# Task details
Report each line of the material below where the word "LibraryIndex" can be found.

════════════════════

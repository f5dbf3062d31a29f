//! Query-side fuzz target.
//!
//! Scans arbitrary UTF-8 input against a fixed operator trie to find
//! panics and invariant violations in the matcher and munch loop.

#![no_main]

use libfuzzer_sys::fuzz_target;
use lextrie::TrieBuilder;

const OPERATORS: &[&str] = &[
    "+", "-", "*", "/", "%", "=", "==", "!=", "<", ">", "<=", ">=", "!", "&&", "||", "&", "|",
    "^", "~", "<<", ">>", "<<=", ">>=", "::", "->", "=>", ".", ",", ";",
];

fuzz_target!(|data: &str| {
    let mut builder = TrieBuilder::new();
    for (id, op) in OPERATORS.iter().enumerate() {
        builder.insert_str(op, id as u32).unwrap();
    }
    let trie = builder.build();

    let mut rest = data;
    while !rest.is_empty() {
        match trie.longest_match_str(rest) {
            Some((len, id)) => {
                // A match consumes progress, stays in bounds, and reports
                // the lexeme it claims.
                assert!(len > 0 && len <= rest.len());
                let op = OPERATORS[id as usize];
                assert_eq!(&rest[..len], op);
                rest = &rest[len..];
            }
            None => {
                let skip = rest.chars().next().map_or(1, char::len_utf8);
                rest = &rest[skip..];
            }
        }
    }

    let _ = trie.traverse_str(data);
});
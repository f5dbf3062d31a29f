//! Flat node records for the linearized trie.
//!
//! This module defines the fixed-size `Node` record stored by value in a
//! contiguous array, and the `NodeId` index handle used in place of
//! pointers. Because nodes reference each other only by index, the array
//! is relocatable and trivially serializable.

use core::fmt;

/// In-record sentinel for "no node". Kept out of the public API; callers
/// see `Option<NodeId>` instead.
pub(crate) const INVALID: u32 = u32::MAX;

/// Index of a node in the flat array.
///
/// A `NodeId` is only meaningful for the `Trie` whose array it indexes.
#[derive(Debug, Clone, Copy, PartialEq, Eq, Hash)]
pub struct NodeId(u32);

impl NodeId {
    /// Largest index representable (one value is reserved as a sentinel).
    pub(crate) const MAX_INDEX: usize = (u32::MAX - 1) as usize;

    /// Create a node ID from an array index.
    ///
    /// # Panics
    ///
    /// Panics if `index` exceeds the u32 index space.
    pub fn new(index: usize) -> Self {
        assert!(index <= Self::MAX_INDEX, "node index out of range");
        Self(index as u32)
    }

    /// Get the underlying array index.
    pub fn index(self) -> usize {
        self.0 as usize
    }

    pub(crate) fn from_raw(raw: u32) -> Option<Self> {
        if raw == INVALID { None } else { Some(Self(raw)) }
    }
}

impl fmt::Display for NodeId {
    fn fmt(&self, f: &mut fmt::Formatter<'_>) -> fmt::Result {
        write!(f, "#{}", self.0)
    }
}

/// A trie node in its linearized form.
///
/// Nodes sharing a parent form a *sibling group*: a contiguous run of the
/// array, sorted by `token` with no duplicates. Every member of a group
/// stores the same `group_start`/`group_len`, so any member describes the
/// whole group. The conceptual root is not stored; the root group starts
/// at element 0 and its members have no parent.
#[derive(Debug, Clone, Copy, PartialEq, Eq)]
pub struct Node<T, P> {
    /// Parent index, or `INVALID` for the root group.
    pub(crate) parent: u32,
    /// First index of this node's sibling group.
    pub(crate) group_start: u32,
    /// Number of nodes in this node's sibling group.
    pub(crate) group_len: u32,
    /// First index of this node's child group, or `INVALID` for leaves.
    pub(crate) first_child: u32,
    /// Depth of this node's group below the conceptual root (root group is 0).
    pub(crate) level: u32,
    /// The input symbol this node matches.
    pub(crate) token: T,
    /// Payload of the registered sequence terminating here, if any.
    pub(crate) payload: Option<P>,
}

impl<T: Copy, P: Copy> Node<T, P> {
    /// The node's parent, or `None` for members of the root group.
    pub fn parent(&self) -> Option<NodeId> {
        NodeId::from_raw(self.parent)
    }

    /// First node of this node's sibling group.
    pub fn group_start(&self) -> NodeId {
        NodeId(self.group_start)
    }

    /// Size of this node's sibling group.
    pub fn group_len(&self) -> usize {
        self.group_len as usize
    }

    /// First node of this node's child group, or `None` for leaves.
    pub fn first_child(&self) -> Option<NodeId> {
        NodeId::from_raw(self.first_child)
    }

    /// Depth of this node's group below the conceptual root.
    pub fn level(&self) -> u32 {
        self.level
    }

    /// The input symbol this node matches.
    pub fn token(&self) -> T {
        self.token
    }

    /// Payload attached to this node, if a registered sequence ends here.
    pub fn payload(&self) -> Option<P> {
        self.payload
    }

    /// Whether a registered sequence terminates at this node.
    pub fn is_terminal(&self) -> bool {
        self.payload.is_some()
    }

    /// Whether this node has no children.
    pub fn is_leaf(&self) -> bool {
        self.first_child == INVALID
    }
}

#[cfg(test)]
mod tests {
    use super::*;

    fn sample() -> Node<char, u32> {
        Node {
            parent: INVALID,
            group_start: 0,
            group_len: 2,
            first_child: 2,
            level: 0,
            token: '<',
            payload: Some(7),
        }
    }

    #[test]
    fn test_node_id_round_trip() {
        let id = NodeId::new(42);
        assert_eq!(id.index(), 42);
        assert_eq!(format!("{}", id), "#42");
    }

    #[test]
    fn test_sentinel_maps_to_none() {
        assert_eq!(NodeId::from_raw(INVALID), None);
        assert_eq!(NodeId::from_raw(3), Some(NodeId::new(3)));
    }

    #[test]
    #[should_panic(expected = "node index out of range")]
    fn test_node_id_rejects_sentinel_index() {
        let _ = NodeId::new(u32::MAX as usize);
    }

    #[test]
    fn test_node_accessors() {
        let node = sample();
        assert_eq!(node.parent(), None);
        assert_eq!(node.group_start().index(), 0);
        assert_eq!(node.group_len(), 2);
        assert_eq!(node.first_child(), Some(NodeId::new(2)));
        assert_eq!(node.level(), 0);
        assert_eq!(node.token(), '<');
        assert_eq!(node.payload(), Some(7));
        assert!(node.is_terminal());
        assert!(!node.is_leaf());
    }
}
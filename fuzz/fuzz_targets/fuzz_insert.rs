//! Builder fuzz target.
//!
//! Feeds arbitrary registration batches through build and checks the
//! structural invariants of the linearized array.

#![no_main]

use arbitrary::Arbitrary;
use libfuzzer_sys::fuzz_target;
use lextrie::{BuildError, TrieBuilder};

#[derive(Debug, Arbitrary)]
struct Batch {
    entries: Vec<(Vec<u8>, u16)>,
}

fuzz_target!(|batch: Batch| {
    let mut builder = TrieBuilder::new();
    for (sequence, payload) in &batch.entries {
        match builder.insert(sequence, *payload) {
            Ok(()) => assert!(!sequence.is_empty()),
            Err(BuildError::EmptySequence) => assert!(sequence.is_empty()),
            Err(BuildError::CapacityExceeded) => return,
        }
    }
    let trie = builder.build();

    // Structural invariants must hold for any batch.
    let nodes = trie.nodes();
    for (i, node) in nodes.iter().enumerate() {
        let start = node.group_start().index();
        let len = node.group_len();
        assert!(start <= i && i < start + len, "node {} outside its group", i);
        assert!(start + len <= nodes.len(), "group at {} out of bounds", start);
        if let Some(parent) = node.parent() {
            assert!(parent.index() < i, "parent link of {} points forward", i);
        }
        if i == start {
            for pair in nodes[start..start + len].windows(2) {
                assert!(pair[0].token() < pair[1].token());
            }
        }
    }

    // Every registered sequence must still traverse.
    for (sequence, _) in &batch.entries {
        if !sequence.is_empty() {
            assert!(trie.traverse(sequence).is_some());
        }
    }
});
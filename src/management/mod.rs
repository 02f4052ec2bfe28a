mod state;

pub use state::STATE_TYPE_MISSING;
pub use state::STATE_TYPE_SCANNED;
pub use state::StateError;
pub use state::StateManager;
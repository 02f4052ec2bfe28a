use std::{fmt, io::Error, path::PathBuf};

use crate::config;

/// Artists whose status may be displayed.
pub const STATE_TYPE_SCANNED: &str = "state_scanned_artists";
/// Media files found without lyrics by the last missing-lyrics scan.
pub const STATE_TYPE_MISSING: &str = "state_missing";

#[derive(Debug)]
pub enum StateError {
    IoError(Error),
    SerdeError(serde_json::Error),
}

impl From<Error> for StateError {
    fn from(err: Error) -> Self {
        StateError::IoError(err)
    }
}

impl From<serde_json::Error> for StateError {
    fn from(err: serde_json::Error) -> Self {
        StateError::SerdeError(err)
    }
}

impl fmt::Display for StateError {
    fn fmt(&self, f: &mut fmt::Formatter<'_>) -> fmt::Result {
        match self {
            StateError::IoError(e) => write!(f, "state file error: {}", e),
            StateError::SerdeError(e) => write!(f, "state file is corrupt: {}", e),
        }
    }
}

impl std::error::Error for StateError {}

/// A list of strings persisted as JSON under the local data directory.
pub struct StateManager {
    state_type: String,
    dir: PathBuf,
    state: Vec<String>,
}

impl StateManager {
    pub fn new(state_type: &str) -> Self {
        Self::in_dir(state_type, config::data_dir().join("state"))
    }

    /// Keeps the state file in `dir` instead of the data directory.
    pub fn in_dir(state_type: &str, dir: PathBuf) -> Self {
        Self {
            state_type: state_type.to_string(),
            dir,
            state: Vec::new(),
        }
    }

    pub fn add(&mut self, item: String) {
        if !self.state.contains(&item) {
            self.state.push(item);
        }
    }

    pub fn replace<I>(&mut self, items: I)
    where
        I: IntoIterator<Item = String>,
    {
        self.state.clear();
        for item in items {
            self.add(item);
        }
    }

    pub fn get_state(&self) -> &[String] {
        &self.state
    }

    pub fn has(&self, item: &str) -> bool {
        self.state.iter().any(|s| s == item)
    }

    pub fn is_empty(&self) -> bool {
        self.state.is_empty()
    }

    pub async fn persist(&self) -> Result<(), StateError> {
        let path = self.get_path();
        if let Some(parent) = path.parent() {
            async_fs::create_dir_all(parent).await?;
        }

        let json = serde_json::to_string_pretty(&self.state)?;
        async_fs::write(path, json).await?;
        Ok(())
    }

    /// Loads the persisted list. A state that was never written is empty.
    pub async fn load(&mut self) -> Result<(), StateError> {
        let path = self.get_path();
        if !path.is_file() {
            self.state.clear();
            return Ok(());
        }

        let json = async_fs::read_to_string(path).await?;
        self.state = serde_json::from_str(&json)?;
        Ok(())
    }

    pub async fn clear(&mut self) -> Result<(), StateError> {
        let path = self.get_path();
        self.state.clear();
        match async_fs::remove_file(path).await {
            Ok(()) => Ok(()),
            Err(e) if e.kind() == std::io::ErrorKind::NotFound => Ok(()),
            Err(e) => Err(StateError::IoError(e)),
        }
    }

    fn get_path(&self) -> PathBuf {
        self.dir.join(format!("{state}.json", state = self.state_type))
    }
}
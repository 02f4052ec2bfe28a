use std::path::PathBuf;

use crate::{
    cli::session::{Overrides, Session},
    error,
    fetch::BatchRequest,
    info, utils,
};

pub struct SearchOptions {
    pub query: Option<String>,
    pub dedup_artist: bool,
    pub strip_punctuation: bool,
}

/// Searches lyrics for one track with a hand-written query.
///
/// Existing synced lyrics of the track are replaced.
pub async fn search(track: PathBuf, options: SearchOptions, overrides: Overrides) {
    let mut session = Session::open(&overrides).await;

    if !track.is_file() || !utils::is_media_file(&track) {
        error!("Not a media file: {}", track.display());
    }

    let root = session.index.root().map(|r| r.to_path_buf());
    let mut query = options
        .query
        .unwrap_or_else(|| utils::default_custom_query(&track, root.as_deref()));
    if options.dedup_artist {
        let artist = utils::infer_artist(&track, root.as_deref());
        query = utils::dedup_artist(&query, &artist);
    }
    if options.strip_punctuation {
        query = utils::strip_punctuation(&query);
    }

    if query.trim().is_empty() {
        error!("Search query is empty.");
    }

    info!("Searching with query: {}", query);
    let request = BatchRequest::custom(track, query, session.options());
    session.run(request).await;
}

════════════════════

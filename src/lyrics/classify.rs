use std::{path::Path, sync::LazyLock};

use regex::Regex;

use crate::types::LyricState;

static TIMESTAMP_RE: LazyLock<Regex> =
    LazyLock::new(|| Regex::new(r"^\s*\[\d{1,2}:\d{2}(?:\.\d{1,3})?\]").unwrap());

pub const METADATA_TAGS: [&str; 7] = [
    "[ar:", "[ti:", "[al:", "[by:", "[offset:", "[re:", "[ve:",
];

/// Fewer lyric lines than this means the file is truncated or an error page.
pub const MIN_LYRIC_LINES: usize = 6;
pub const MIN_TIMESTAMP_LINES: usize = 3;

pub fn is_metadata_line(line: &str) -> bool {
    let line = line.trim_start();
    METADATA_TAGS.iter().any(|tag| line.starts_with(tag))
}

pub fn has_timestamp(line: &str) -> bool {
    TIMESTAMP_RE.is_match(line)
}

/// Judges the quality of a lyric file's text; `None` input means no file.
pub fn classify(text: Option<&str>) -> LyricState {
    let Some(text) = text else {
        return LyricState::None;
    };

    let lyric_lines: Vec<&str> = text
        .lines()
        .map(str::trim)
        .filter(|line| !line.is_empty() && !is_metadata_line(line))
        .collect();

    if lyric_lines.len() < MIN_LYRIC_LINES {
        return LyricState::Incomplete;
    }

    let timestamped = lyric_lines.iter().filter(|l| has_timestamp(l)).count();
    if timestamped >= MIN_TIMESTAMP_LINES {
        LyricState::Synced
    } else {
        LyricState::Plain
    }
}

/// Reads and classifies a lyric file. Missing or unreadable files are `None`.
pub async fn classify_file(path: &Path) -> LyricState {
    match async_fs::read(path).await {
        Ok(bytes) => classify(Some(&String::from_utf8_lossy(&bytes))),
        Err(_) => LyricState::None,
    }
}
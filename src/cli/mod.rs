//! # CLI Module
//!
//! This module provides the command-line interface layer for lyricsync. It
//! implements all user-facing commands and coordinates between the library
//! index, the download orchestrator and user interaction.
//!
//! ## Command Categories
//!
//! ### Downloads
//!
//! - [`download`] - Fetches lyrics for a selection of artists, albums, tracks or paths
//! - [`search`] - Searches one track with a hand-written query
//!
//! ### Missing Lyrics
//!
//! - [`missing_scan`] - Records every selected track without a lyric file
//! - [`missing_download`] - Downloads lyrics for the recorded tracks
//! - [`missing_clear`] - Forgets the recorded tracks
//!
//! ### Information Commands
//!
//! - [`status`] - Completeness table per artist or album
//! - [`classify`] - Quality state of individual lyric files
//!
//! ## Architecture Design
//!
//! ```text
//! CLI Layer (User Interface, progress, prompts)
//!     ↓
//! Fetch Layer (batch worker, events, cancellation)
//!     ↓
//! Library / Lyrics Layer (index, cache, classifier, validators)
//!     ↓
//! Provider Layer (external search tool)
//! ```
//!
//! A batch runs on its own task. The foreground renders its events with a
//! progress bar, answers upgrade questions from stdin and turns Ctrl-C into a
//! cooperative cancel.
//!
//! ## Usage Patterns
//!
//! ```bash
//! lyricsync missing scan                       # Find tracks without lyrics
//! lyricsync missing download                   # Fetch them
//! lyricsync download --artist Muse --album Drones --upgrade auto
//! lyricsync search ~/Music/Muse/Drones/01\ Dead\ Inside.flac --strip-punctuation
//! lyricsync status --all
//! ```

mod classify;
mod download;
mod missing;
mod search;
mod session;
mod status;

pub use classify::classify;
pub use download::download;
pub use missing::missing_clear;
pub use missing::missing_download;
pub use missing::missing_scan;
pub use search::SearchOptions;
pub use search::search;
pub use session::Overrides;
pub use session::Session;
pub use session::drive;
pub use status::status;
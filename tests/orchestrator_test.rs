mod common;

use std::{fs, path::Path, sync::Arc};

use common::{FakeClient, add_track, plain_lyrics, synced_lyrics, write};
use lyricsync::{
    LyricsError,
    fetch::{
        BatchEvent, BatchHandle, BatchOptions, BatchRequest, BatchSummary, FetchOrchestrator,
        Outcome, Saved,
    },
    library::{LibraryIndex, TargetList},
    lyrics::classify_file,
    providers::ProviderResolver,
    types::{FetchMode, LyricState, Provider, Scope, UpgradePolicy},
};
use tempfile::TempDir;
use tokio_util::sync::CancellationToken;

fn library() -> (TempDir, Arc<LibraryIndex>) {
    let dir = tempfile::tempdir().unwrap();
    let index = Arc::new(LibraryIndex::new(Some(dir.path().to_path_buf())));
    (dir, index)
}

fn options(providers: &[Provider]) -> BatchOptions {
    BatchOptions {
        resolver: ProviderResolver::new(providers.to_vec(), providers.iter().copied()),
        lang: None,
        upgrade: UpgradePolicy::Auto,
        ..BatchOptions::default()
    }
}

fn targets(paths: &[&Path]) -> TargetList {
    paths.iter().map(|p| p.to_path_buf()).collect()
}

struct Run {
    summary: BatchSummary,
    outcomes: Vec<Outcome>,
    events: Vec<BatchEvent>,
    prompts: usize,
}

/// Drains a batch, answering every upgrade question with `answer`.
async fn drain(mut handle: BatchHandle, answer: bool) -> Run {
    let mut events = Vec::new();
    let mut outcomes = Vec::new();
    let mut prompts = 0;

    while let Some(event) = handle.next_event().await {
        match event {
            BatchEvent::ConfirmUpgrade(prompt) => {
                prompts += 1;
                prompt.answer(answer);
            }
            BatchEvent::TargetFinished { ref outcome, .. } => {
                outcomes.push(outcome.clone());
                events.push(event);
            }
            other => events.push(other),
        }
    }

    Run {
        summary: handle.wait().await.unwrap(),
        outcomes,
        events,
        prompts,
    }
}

════════════════════

# Task result
    library::{LibraryIndex, TargetList},
fn library() -> (TempDir, Arc<LibraryIndex>) {
    let index = Arc::new(LibraryIndex::new(Some(dir.path().to_path_buf())));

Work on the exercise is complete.